Israeli physicist and mathematician (born 1976)

Baruch Barzel (ברוך ברזל; March 19, 1976) is an Israeli physicist and applied mathematician at Bar-Ilan University,
a member of the Gonda Multidisciplinary Brain Research Center and of the Bar-Ilan Data Science Institute. His main research areas are statistical physics, complex systems, nonlinear dynamics and network science.

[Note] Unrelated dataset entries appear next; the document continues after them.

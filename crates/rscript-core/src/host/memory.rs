//! In-memory host: documents as key/value parameter maps.

use std::collections::BTreeMap;
use std::sync::{Arc, Mutex, MutexGuard, PoisonError};

use super::{Document, HostApplication, HostError, Transaction, TransactionStatus, UiDocument};

#[derive(Debug, Default)]
struct DocumentState {
    parameters: BTreeMap<String, String>,
    open: Option<OpenTransaction>,
    history: Vec<String>,
    next_id: u64,
    reject_commits: bool,
}

#[derive(Debug)]
struct OpenTransaction {
    id: u64,
    name: String,
    snapshot: BTreeMap<String, String>,
}

fn lock(state: &Mutex<DocumentState>) -> MutexGuard<'_, DocumentState> {
    state.lock().unwrap_or_else(PoisonError::into_inner)
}

/// A document whose content is a sorted parameter map.
///
/// Changes require an open transaction; rollback restores the snapshot taken
/// when the transaction began.
#[derive(Debug)]
pub struct MemoryDocument {
    title: String,
    state: Arc<Mutex<DocumentState>>,
}

impl MemoryDocument {
    pub fn new(title: impl Into<String>) -> Self {
        Self {
            title: title.into(),
            state: Arc::default(),
        }
    }

    pub fn with_parameters<K, V>(title: impl Into<String>, parameters: impl IntoIterator<Item = (K, V)>) -> Self
    where
        K: Into<String>,
        V: Into<String>,
    {
        let document = Self::new(title);
        lock(&document.state).parameters = parameters
            .into_iter()
            .map(|(k, v)| (k.into(), v.into()))
            .collect();
        document
    }

    /// Current parameters.
    pub fn parameters(&self) -> BTreeMap<String, String> {
        lock(&self.state).parameters.clone()
    }

    /// Names of committed transactions, oldest first.
    pub fn history(&self) -> Vec<String> {
        lock(&self.state).history.clone()
    }

    pub fn has_open_transaction(&self) -> bool {
        lock(&self.state).open.is_some()
    }

    /// Make every following commit fail, as a host would on a failed
    /// regeneration.
    pub fn reject_commits(&self, reject: bool) {
        lock(&self.state).reject_commits = reject;
    }
}

impl Document for MemoryDocument {
    fn title(&self) -> String {
        self.title.clone()
    }

    fn parameter(&self, key: &str) -> Option<String> {
        lock(&self.state).parameters.get(key).cloned()
    }

    fn set_parameter(&self, key: &str, value: &str) -> Result<(), HostError> {
        let mut state = lock(&self.state);
        if state.open.is_none() {
            return Err(HostError::NoOpenTransaction);
        }
        state.parameters.insert(key.to_string(), value.to_string());
        Ok(())
    }

    fn remove_parameter(&self, key: &str) -> Result<Option<String>, HostError> {
        let mut state = lock(&self.state);
        if state.open.is_none() {
            return Err(HostError::NoOpenTransaction);
        }
        Ok(state.parameters.remove(key))
    }

    fn begin_transaction(&self, name: &str) -> Result<Box<dyn Transaction + '_>, HostError> {
        let mut state = lock(&self.state);
        if let Some(open) = &state.open {
            return Err(HostError::TransactionOpen(open.name.clone()));
        }
        state.next_id += 1;
        let id = state.next_id;
        let snapshot = state.parameters.clone();
        state.open = Some(OpenTransaction {
            id,
            name: name.to_string(),
            snapshot,
        });
        Ok(Box::new(MemoryTransaction {
            id,
            name: name.to_string(),
            status: TransactionStatus::Started,
            state: Arc::clone(&self.state),
        }))
    }
}

/// Transaction on a [`MemoryDocument`]. Rolls back if dropped while started.
#[derive(Debug)]
pub struct MemoryTransaction {
    id: u64,
    name: String,
    status: TransactionStatus,
    state: Arc<Mutex<DocumentState>>,
}

impl MemoryTransaction {
    fn ensure_started(&self) -> Result<(), HostError> {
        if self.status != TransactionStatus::Started {
            return Err(HostError::InvalidTransactionState {
                name: self.name.clone(),
                status: self.status,
            });
        }
        Ok(())
    }
}

impl Transaction for MemoryTransaction {
    fn name(&self) -> &str {
        &self.name
    }

    fn status(&self) -> TransactionStatus {
        self.status
    }

    fn commit(&mut self) -> Result<(), HostError> {
        self.ensure_started()?;
        let mut state = lock(&self.state);
        if state.reject_commits {
            return Err(HostError::Rejected(format!(
                "commit of '{}' was rejected by the document",
                self.name
            )));
        }
        if state.open.as_ref().is_some_and(|open| open.id == self.id) {
            state.open = None;
        }
        state.history.push(self.name.clone());
        self.status = TransactionStatus::Committed;
        Ok(())
    }

    fn rollback(&mut self) -> Result<(), HostError> {
        self.ensure_started()?;
        let mut state = lock(&self.state);
        if state.open.as_ref().is_some_and(|open| open.id == self.id) {
            if let Some(open) = state.open.take() {
                state.parameters = open.snapshot;
            }
        }
        self.status = TransactionStatus::RolledBack;
        Ok(())
    }
}

impl Drop for MemoryTransaction {
    fn drop(&mut self) {
        if self.status == TransactionStatus::Started {
            tracing::warn!(transaction = %self.name, "transaction dropped while open, rolling back");
            let _ = self.rollback();
        }
    }
}

/// UI view of a [`MemoryDocument`].
pub struct MemoryUiDocument {
    document: Arc<MemoryDocument>,
    selection: Vec<String>,
}

impl UiDocument for MemoryUiDocument {
    fn document(&self) -> Arc<dyn Document> {
        self.document.clone()
    }

    fn selection(&self) -> Vec<String> {
        self.selection.clone()
    }
}

/// Host application holding at most one open document.
#[derive(Debug, Default)]
pub struct MemoryApplication {
    document: Mutex<Option<Arc<MemoryDocument>>>,
    selection: Mutex<Vec<String>>,
}

impl MemoryApplication {
    pub fn new() -> Self {
        Self::default()
    }

    /// Application with `document` already open.
    pub fn with_document(document: MemoryDocument) -> Self {
        let app = Self::new();
        app.open(document);
        app
    }

    /// Open `document`, replacing the active one.
    pub fn open(&self, document: MemoryDocument) -> Arc<MemoryDocument> {
        let document = Arc::new(document);
        *self.document.lock().unwrap_or_else(PoisonError::into_inner) = Some(document.clone());
        document
    }

    pub fn close(&self) {
        *self.document.lock().unwrap_or_else(PoisonError::into_inner) = None;
    }

    /// The active document, with its concrete type.
    pub fn document(&self) -> Option<Arc<MemoryDocument>> {
        self.document
            .lock()
            .unwrap_or_else(PoisonError::into_inner)
            .clone()
    }

    /// Replace the selection.
    pub fn select<I, S>(&self, ids: I)
    where
        I: IntoIterator<Item = S>,
        S: Into<String>,
    {
        *self.selection.lock().unwrap_or_else(PoisonError::into_inner) =
            ids.into_iter().map(Into::into).collect();
    }
}

impl HostApplication for MemoryApplication {
    fn active_document(&self) -> Option<Arc<dyn Document>> {
        self.document().map(|d| d as Arc<dyn Document>)
    }

    fn active_ui_document(&self) -> Option<Arc<dyn UiDocument>> {
        let document = self.document()?;
        let selection = self
            .selection
            .lock()
            .unwrap_or_else(PoisonError::into_inner)
            .clone();
        Some(Arc::new(MemoryUiDocument {
            document,
            selection,
        }))
    }
}

#[cfg(test)]
mod tests {
    use super::*;

    #[test]
    fn test_changes_need_a_transaction() {
        let doc = MemoryDocument::new("Model");
        assert_eq!(doc.set_parameter("a", "1"), Err(HostError::NoOpenTransaction));
        assert_eq!(doc.remove_parameter("a"), Err(HostError::NoOpenTransaction));
    }

    #[test]
    fn test_commit_keeps_changes() {
        let doc = MemoryDocument::new("Model");
        let mut tx = doc.begin_transaction("Set A").unwrap();
        doc.set_parameter("a", "1").unwrap();
        tx.commit().unwrap();
        assert_eq!(tx.status(), TransactionStatus::Committed);
        drop(tx);

        assert_eq!(doc.parameter("a").as_deref(), Some("1"));
        assert_eq!(doc.history(), vec!["Set A"]);
        assert!(!doc.has_open_transaction());
    }

    #[test]
    fn test_rollback_restores_snapshot() {
        let doc = MemoryDocument::with_parameters("Model", [("a", "1")]);
        let mut tx = doc.begin_transaction("Edit").unwrap();
        doc.set_parameter("a", "2").unwrap();
        doc.set_parameter("b", "3").unwrap();
        tx.rollback().unwrap();
        drop(tx);

        assert_eq!(doc.parameters(), BTreeMap::from([("a".to_string(), "1".to_string())]));
        assert!(doc.history().is_empty());
    }

    #[test]
    fn test_drop_while_started_rolls_back() {
        let doc = MemoryDocument::new("Model");
        {
            let _tx = doc.begin_transaction("Abandoned").unwrap();
            doc.set_parameter("x", "1").unwrap();
        }
        assert!(doc.parameters().is_empty());
        assert!(!doc.has_open_transaction());
    }

    #[test]
    fn test_nested_begin_is_refused() {
        let doc = MemoryDocument::new("Model");
        let _outer = doc.begin_transaction("Outer").unwrap();
        let err = doc.begin_transaction("Inner").err().unwrap();
        assert_eq!(err, HostError::TransactionOpen("Outer".to_string()));
    }

    #[test]
    fn test_commit_twice_is_invalid() {
        let doc = MemoryDocument::new("Model");
        let mut tx = doc.begin_transaction("Once").unwrap();
        tx.commit().unwrap();
        assert!(matches!(
            tx.commit(),
            Err(HostError::InvalidTransactionState { .. })
        ));
    }

    #[test]
    fn test_application_document_and_selection() {
        let app = MemoryApplication::new();
        assert!(app.active_document().is_none());
        assert!(app.active_ui_document().is_none());

        app.open(MemoryDocument::new("Tower"));
        app.select(["wall-1", "door-7"]);
        let ui = app.active_ui_document().unwrap();
        assert_eq!(ui.document().title(), "Tower");
        assert_eq!(ui.selection(), vec!["wall-1", "door-7"]);

        app.close();
        assert!(app.active_document().is_none());
    }
}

In 2013 he introduced the concept of universality in the dynamics of complex networks, showing that complex systems from different domains condense into discrete forms, or universality classes, of dynamic behavior. In the following years, Barzel and colleagues developed a theoretical framework to predict the observed behavior of complex networked systems: their patterns of information flow; the timescales of their signal propagation; their resilience against failures and disruptions and their recoverability.

During the COVID-19 Pandemic Barzel's lab published the alternating quarantine strategy to mitigate the spread of SARS-CoV-2 alongside continuous socioeconomic activity. The strategy was implemented by several agencies in Israel and around the world.

== Academic career ==
Barzel completed his Ph.D. in physics at the Hebrew University of Jerusalem
as a Hoffman Fellow.
He then pursued his postdoctoral training at the Center for Complex Network Research at Northeastern University
and at the Channing Division of Network Medicine, Harvard Medical School. Barzel is a recipient of the Racah prize (2007) and the Krill prize of the Wolf Foundation (2019). Barzel is also an active public lecturer on science and on Judaism, and presents a weekly corner on Jewish thought on Israeli Public Broadcasting Corporation
.

Dr. Barzel's research focuses on the dynamic behavior of complex networks, uncovering universal principles that govern the dynamics of diverse systems, such as disease spreading, gene regulatory networks, protein interactions or population dynamics.

==Selected publications==

- Barzel, B. (2011). "Binomial Moment Equations for Stochastic Reaction Systems"
- Barzel, B. (2013). "Universality in Network Dynamics"
- Barzel, B. (2013). "Network link prediction by global silencing of indirect correlations"
- Barzel, Y.-Y. Liu (2015). "Constructing minimal models for complex system dynamics"
- Yan, G. (2015). "Spectrum of controlling and observing complex networks"
- J. Gao, B. Barzel and A.-L. Barabási, "Universal resilience patterns in complex networks", Nature 530, 307 (2016)
- U. Harush and B. Barzel, "Dynamic patterns of information flow in complex networks", Nature Communications 8, 2181 (2017)
- C. Hens, U. Harush, S. Haber, R. Cohen and B. Barzel, "Spatiotemporal signal propagation in complex networks", Nature Physics (2019)
- D. Meidan, N. Schulmann, R. Cohen, S. Haber, E. Yaniv, R. Sarid and B. Barzel, Alternating quarantine for sustainable epidemic mitigation. Nature Communications 12, 220 (2021).
- H. Sanhedrai, J. Gao, A. Bashan, M. Schwartz, S. Havlin and B. Barzel, Reviving a failed network through microscopic interventions. Nature Physics 18, 338 (2022).
- C. Meena, C. Hens, S. Acharyya, S. Haber, S. Boccaletti and B. Barzel, Emergent stability in complex network dynamics. Nature Physics (2023).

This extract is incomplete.